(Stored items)
impl Board {
    /// Creates a board from a freshly generated puzzle.
    ///
    /// Filled cells of the puzzle's problem grid become the immutable
    /// givens; nothing is selected and both annotation modes start off.
    #[must_use]
    pub fn new(puzzle: GeneratedPuzzle) -> Self {
        let mut cells = [CellState::Empty; 81];
        for pos in Position::ALL {
            if let Some(digit) = puzzle.problem[pos] {
                cells[pos.index()] = CellState::Given(digit);
            }
        }
        let mut board = Self {
            cells,
            solution: puzzle.solution,
            difficulty: puzzle.difficulty,
            selection: None,
            mark_mode: false,
            auto_marks: false,
            completed: false,
        };
        board.refresh_completed();
        board
    }

    /// Rebuilds a board from a snapshot, e.g. when restoring a saved game.
    ///
    /// The completion flag is re-derived from the grids; the selection is
    /// reset. Marks recorded on decided cells are dropped, and the mode
    /// flags are restored as-is without recomputing marks, so the restored
    /// mark layout is exactly the saved one.
    ///
    /// # Errors
    ///
    /// Returns [`BoardError::InvalidSolution`] if the snapshot's solution is
    /// not a valid complete grid, and [`BoardError::GivenCellOverwritten`]
    /// if any given cell's value is absent from the current grid.
    pub fn from_snapshot(snapshot: &BoardSnapshot) -> Result<Self, BoardError> {
        if !snapshot.solution.is_complete_solution() {
            return Err(BoardError::InvalidSolution);
        }

        let mut cells = [CellState::Empty; 81];
        for pos in Position::ALL {
            cells[pos.index()] = match (snapshot.given[pos], snapshot.current[pos]) {
                (Some(given), current) => {
                    if current != Some(given) {
                        return Err(BoardError::GivenCellOverwritten);
                    }
                    CellState::Given(given)
                }
                (None, Some(filled)) => CellState::Filled(filled),
                (None, None) => {
                    let marks = snapshot.marks[pos.index()];
                    if marks.is_empty() {
                        CellState::Empty
                    } else {
                        CellState::Marked(marks)
                    }
                }
            };
        }

        let mut board = Self {
            cells,
            solution: snapshot.solution.clone(),
            difficulty: snapshot.difficulty,
            selection: None,
            mark_mode: snapshot.mark_mode,
            auto_marks: snapshot.auto_marks,
            completed: false,
        };
        board.refresh_completed();
        Ok(board)
    }

    /// Copies the persistent parts of this board out into a snapshot.
    #[must_use]
    pub fn snapshot(&self) -> BoardSnapshot {
        let mut given = DigitGrid::new();
        let mut current = DigitGrid::new();
        let mut marks = [DigitSet::EMPTY; 81];
        for pos in Position::ALL {
            let cell = &self.cells[pos.index()];
            if let CellState::Given(digit) = cell {
                given.set(pos, Some(*digit));
            }
            current.set(pos, cell.as_digit());
            marks[pos.index()] = cell.marks();
        }
        BoardSnapshot {
            given,
            current,
            solution: self.solution.clone(),
            marks,
            difficulty: self.difficulty,
            mark_mode: self.mark_mode,
            auto_marks: self.auto_marks,
        }
    }

    /// Returns the state of the cell at `pos`.
    #[must_use]
    pub fn cell(&self, pos: Position) -> &CellState {
        &self.cells[pos.index()]
    }

    /// Returns the candidate marks at `pos` (empty for decided cells).
    #[must_use]
    pub fn marks(&self, pos: Position) -> DigitSet {
        self.cells[pos.index()].marks()
    }

    /// Returns the stored solution.
    #[must_use]
    pub fn solution(&self) -> &DigitGrid {
        &self.solution
    }

    /// Returns the session difficulty.
    #[must_use]
    pub fn difficulty(&self) -> Difficulty {
        self.difficulty
    }

    /// Returns the selected cell, if any.
    #[must_use]
    pub fn selection(&self) -> Option<Position> {
        self.selection
    }

    /// Selects the cell at `pos`.
    ///
    /// The selection persists across placements and erasures; only building
    /// a new board clears it.
    pub fn select(&mut self, pos: Position) {
        self.selection = Some(pos);
    }

    /// Returns `true` when the player is entering marks instead of digits.
    #[must_use]
    pub fn mark_mode(&self) -> bool {
        self.mark_mode
    }

    /// Switches manual mark entry on or off.
    pub fn set_mark_mode(&mut self, enabled: bool) {
        self.mark_mode = enabled;
    }

    /// Returns `true` when the board maintains all marks automatically.
    #[must_use]
    pub fn auto_marks(&self) -> bool {
        self.auto_marks
    }

    /// Switches automatic mark maintenance on or off.
    ///
    /// Turning it on recomputes every vacant cell's marks as the full set of
    /// digits currently legal there, overwriting manual marks. Turning it
    /// off clears every mark. Re-asserting the current state does nothing,
    /// so toggling on, off, and on again matches a single on-toggle exactly.
    pub fn set_auto_marks(&mut self, enabled: bool) {
        if self.auto_marks == enabled {
            return;
        }
        self.auto_marks = enabled;
        for pos in Position::ALL {
            if self.cells[pos.index()].is_vacant() {
                let marks = if enabled {
                    self.legal_digits(pos)
                } else {
                    DigitSet::EMPTY
                };
                self.cells[pos.index()].set_marks(marks);
            }
        }
    }

    /// Returns `true` once every cell matches the solution; the board is
    /// then terminal and all further mutations are ignored.
    #[must_use]
    pub fn is_completed(&self) -> bool {
        self.completed
    }

    /// Enters `digit` at the selected cell.
    ///
    /// In mark mode this toggles `digit` in the cell's candidate marks
    /// instead, and only when the digit is currently legal there; mark
    /// entry carries no correctness check. Otherwise the digit is written
    /// even when wrong — the outcome reports [`Correct`](PlayOutcome::Correct)
    /// or [`Mistake`](PlayOutcome::Mistake), and
    /// [`Completed`](PlayOutcome::Completed) when this fill finishes the
    /// puzzle.
    ///
    /// Calls without a selection, on a given or already-filled cell, or
    /// after completion are absorbed as
    /// [`NoSelection`](PlayOutcome::NoSelection) /
    /// [`Ignored`](PlayOutcome::Ignored).
    pub fn place(&mut self, digit: Digit) -> PlayOutcome {
        let Some(pos) = self.selection else {
            return PlayOutcome::NoSelection;
        };
        if self.completed || !self.cells[pos.index()].is_vacant() {
            return PlayOutcome::Ignored;
        }

        if self.mark_mode {
            if !self.is_legal(pos, digit) {
                return PlayOutcome::Ignored;
            }
            self.cells[pos.index()].toggle_mark(digit);
            return PlayOutcome::Noted;
        }

        self.cells[pos.index()] = CellState::Filled(digit);
        if self.auto_marks {
            self.narrow_peer_marks(pos, digit);
        }
        if self.refresh_completed() {
            return PlayOutcome::Completed;
        }
        if self.solution[pos] == Some(digit) {
            PlayOutcome::Correct
        } else {
            PlayOutcome::Mistake
        }
    }

    /// Clears the player-filled digit at the selected cell.
    ///
    /// Only filled cells can be erased; givens, empty cells, and mark-only
    /// cells are left alone ([`Ignored`](PlayOutcome::Ignored)). When
    /// automatic marks are on, the erased cell's candidates are recomputed
    /// from scratch and the erased digit is reinstated in every peer where
    /// it became legal again.
    pub fn erase(&mut self) -> PlayOutcome {
        let Some(pos) = self.selection else {
            return PlayOutcome::NoSelection;
        };
        if self.completed {
            return PlayOutcome::Ignored;
        }
        let CellState::Filled(erased) = self.cells[pos.index()] else {
            return PlayOutcome::Ignored;
        };

        self.cells[pos.index()] = CellState::Empty;
        if self.auto_marks {
            self.widen_marks_after_erase(pos, erased);
        }
        PlayOutcome::Erased
    }

    /// Reveals the solution digit at the selected, vacant cell.
    ///
    /// This is a deliberate no-penalty path: it never reports
    /// [`Correct`](PlayOutcome::Correct) or
    /// [`Mistake`](PlayOutcome::Mistake), only
    /// [`Revealed`](PlayOutcome::Revealed) — or
    /// [`Completed`](PlayOutcome::Completed) when the reveal finishes the
    /// puzzle. Any hint budget is the caller's policy, not enforced here.
    pub fn hint(&mut self) -> PlayOutcome {
        let Some(pos) = self.selection else {
            return PlayOutcome::NoSelection;
        };
        if self.completed || !self.cells[pos.index()].is_vacant() {
            return PlayOutcome::Ignored;
        }

        // The solution grid is validated complete at construction.
        let Some(digit) = self.solution[pos] else {
            return PlayOutcome::Ignored;
        };
        self.cells[pos.index()] = CellState::Filled(digit);
        if self.auto_marks {
            self.narrow_peer_marks(pos, digit);
        }
        if self.refresh_completed() {
            return PlayOutcome::Completed;
        }
        PlayOutcome::Revealed
    }

    /// Returns how many cells still need `digit`: positions where the
    /// solution holds `digit` but the current grid does not.
    ///
    /// Used to grey out exhausted digit buttons.
    #[must_use]
    pub fn remaining_count(&self, digit: Digit) -> usize {
        Position::ALL
            .into_iter()
            .filter(|&pos| {
                self.solution[pos] == Some(digit)
                    && self.cells[pos.index()].as_digit() != Some(digit)
            })
            .count()
    }

    /// Returns the remaining count for every digit, indexed by `value - 1`.
    #[must_use]
    pub fn remaining_counts(&self) -> [usize; 9] {
        let mut counts = [0; 9];
        for (slot, digit) in counts.iter_mut().zip(Digit::ALL) {
            *slot = self.remaining_count(digit);
        }
        counts
    }

    fn digit_at(&self, pos: Position) -> Option<Digit> {
        self.cells[pos.index()].as_digit()
    }

    fn is_legal(&self, pos: Position, digit: Digit) -> bool {
        pos.peers().all(|peer| self.digit_at(peer) != Some(digit))
    }

    fn legal_digits(&self, pos: Position) -> DigitSet {
        let mut digits = DigitSet::FULL;
        for peer in pos.peers() {
            if let Some(digit) = self.digit_at(peer) {
                digits.remove(digit);
            }
        }
        digits
    }

    /// Narrowing half of the mark synchronizer: after `digit` lands at
    /// `pos`, it is no longer legal at any peer, so strip it from their
    /// marks. Never adds candidates.
    fn narrow_peer_marks(&mut self, pos: Position, digit: Digit) {
        for peer in pos.peers() {
            self.cells[peer.index()].drop_mark(digit);
        }
    }

    /// Widening half of the mark synchronizer: after `erased` leaves `pos`,
    /// recompute the vacated cell's marks from scratch, then reinstate
    /// `erased` — and only `erased`, the one digit whose legality changed —
    /// into each vacant peer where it is legal again.
    fn widen_marks_after_erase(&mut self, pos: Position, erased: Digit) {
        let marks = self.legal_digits(pos);
        self.cells[pos.index()].set_marks(marks);
        for peer in pos.peers() {
            if self.cells[peer.index()].is_vacant() && self.is_legal(peer, erased) {
                self.cells[peer.index()].add_mark(erased);
            }
        }
    }

    fn refresh_completed(&mut self) -> bool {
        self.completed = Position::ALL
            .into_iter()
            .all(|pos| self.digit_at(pos) == self.solution[pos]);
        self.completed
    }
}
//! WS2812B pixel ring behind the [`LightPort`] trait.
//!
//! Stages one frame in RAM and pushes it through any `smart-leds` writer on
//! `commit()`.  On the board the writer is the ESP-IDF RMT driver
//! ([`open_rmt_ring`]); tests plug in a recording writer.

use log::warn;
use smart_leds::{RGB8, SmartLedsWrite, brightness, gamma};

use crate::app::ports::LightPort;
use crate::feedback::render::MAX_RING_LEN;

pub struct PixelRing<W> {
    writer: W,
    pixels: heapless::Vec<RGB8, MAX_RING_LEN>,
    brightness: u8,
    write_failed: bool,
}

impl<W> PixelRing<W>
where
    W: SmartLedsWrite<Color = RGB8>,
    W::Error: core::fmt::Debug,
{
    /// `len` is capped at [`MAX_RING_LEN`].
    pub fn new(writer: W, len: usize) -> Self {
        let mut pixels = heapless::Vec::new();
        pixels.resize(len.min(MAX_RING_LEN), RGB8::default()).ok();
        Self {
            writer,
            pixels,
            brightness: 255,
            write_failed: false,
        }
    }

    pub fn len(&self) -> usize {
        self.pixels.len()
    }

    pub fn is_empty(&self) -> bool {
        self.pixels.is_empty()
    }

    /// Global brightness (0–255) applied after gamma correction.
    pub fn set_brightness(&mut self, level: u8) {
        self.brightness = level;
    }

    pub fn pixels(&self) -> &[RGB8] {
        &self.pixels
    }

    pub fn writer(&self) -> &W {
        &self.writer
    }
}

impl<W> LightPort for PixelRing<W>
where
    W: SmartLedsWrite<Color = RGB8>,
    W::Error: core::fmt::Debug,
{
    fn set(&mut self, position: usize, r: u8, g: u8, b: u8) {
        if let Some(px) = self.pixels.get_mut(position) {
            *px = RGB8::new(r, g, b);
        }
    }

    fn commit(&mut self) {
        let frame = self.pixels.iter().copied();
        match self.writer.write(brightness(gamma(frame), self.brightness)) {
            Ok(()) => self.write_failed = false,
            // Log once per failure streak, not once per frame.
            Err(e) if !self.write_failed => {
                warn!("PixelRing: write failed: {:?}", e);
                self.write_failed = true;
            }
            Err(_) => {}
        }
    }
}

/// The board's ring on RMT channel 0.
#[cfg(target_os = "espidf")]
pub fn open_rmt_ring(
    channel: impl esp_idf_hal::peripheral::Peripheral<P = impl esp_idf_hal::rmt::RmtChannel> + 'static,
    pin: impl esp_idf_hal::peripheral::Peripheral<P = impl esp_idf_hal::gpio::OutputPin> + 'static,
    len: usize,
) -> Result<PixelRing<ws2812_esp32_rmt_driver::Ws2812Esp32Rmt<'static>>, crate::error::Error> {
    let writer = ws2812_esp32_rmt_driver::Ws2812Esp32Rmt::new(channel, pin)
        .map_err(|_| crate::error::Error::Init("RMT driver for LED ring"))?;
    log::info!("PixelRing: {} pixels on RMT", len);
    Ok(PixelRing::new(writer, len))
}
//! Application boundary: the port traits the domain is written against and
//! the events it emits.
//!
//! The domain itself lives in [`crate::queue`], [`crate::scanner`] and
//! [`crate::feedback`].  All interaction with hardware happens through the
//! **port traits** defined in [`ports`], keeping those modules fully
//! testable without real peripherals.

pub mod events;
pub mod ports;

:: Exercise objective ::
Going through the data above, count the lines where the string "DigitGrid" appears, and answer with only that number.

:: Answer to this task ::
3